● Task statement
Check every line below for the word "binary" and copy the ones that have it.

Stored items
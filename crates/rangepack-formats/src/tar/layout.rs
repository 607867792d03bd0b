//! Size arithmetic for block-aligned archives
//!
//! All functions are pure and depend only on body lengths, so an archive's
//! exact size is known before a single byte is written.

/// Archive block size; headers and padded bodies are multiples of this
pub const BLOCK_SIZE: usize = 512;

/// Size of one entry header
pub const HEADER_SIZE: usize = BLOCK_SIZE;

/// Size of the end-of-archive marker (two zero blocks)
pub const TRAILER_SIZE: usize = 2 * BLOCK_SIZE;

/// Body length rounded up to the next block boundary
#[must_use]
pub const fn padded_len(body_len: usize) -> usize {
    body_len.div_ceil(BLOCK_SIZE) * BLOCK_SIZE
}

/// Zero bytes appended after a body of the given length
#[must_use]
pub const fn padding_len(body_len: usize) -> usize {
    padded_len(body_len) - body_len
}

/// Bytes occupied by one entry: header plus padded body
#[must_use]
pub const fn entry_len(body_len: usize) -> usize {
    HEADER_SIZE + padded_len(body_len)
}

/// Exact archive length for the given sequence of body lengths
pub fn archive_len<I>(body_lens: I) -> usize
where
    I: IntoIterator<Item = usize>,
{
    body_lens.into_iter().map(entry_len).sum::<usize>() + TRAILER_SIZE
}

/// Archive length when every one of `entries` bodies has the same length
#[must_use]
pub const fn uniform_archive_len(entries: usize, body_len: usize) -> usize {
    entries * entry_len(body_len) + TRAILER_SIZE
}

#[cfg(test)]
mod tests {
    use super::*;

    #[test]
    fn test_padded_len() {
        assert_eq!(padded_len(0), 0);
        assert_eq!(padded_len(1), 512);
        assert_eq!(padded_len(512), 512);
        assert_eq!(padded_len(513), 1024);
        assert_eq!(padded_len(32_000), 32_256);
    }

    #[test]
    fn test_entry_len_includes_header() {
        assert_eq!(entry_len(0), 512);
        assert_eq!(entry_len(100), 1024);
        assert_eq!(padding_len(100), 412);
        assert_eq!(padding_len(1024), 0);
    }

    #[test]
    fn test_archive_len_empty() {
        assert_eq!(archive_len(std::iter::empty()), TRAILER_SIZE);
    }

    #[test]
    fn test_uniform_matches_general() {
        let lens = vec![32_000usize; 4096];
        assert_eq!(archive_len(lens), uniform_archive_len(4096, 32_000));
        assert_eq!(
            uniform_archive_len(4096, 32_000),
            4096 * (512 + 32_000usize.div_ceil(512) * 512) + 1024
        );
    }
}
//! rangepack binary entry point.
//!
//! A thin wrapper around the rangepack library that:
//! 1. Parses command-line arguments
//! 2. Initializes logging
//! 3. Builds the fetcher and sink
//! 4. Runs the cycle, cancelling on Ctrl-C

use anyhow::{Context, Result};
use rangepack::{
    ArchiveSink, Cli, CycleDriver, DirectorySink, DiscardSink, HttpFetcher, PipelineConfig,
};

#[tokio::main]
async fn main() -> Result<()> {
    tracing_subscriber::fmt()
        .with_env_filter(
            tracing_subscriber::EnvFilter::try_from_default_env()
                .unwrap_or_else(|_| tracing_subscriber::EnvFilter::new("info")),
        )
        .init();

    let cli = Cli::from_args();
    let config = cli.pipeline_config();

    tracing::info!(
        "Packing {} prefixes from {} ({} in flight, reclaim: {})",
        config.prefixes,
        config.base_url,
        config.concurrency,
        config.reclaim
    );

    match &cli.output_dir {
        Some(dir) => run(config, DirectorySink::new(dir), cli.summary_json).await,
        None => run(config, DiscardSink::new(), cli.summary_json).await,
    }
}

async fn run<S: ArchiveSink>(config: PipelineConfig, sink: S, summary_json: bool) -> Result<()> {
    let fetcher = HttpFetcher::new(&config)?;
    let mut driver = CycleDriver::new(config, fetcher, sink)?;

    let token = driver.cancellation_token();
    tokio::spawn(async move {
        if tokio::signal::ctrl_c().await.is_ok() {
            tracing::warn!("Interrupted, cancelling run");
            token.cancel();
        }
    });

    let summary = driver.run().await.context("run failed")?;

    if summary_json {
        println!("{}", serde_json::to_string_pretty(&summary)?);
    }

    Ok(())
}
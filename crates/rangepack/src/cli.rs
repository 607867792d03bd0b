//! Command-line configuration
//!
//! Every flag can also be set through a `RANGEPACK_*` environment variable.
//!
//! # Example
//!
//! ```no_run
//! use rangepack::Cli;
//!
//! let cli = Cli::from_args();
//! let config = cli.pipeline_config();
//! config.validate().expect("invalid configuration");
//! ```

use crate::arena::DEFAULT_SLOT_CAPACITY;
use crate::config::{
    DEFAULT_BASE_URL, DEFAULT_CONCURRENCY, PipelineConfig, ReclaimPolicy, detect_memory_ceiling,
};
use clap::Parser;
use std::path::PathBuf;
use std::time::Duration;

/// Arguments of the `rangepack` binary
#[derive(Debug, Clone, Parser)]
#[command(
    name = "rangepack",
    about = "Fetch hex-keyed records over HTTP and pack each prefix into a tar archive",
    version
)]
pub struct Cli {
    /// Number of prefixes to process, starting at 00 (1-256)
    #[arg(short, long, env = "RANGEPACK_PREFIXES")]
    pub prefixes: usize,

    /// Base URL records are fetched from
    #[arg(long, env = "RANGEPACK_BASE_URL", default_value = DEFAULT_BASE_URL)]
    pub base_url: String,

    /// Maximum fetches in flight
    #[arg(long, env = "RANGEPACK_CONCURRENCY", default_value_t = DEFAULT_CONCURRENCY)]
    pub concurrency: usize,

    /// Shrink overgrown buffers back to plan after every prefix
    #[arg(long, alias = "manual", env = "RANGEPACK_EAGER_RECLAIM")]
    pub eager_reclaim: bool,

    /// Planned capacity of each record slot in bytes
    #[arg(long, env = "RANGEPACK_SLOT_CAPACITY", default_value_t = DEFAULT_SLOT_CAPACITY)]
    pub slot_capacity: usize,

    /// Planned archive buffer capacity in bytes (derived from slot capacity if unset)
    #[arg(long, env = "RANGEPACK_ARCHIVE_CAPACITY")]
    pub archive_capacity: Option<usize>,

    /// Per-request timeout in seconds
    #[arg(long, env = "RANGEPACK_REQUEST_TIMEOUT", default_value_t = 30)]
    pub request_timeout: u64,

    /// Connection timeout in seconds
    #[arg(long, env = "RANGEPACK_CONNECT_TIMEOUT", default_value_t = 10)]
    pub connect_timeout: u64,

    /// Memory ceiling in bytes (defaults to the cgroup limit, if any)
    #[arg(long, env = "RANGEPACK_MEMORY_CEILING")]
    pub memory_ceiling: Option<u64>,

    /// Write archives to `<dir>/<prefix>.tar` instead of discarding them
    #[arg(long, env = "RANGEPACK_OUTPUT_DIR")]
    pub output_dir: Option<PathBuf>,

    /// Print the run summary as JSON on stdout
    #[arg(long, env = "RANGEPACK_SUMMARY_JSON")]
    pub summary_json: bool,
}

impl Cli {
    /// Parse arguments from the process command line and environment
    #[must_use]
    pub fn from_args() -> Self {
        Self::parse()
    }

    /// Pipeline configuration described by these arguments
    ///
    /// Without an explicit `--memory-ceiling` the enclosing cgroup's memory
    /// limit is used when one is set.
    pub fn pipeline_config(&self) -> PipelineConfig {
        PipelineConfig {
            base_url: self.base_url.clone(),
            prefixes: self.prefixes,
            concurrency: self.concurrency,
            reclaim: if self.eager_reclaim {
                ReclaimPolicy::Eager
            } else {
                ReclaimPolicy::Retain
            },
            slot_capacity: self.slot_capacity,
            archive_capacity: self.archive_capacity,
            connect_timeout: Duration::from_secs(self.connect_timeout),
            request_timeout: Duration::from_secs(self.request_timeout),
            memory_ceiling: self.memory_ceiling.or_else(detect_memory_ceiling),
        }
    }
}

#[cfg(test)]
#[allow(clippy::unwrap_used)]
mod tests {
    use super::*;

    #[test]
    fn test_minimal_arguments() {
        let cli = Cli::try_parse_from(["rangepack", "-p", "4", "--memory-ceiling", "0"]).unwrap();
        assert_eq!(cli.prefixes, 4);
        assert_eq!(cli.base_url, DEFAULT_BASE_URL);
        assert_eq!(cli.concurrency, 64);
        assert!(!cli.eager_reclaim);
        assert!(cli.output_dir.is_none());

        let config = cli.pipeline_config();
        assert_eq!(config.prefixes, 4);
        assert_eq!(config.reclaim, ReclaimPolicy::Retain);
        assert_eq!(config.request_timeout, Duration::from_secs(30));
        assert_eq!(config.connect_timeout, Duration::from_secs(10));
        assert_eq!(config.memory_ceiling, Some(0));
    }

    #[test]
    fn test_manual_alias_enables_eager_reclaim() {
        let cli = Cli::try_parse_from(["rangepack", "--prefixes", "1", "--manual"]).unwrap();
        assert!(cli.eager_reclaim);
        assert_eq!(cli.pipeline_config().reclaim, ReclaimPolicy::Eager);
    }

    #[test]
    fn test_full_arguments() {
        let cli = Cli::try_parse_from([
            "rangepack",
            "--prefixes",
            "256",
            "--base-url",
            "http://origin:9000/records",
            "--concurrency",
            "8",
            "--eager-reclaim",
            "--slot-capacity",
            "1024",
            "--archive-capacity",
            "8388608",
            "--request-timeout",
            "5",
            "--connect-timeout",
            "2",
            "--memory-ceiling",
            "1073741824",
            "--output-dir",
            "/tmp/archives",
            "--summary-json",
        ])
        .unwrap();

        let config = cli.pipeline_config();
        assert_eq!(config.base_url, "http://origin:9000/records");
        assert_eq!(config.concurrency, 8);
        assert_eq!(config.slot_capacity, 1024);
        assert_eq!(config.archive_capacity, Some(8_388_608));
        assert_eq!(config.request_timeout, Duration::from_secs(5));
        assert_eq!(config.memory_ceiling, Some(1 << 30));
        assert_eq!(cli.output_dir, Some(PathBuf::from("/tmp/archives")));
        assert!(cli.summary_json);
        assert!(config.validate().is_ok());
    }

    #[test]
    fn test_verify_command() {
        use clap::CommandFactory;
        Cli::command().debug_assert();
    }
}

● Task solution
//! rangepack binary entry point.
/// Arguments of the `rangepack` binary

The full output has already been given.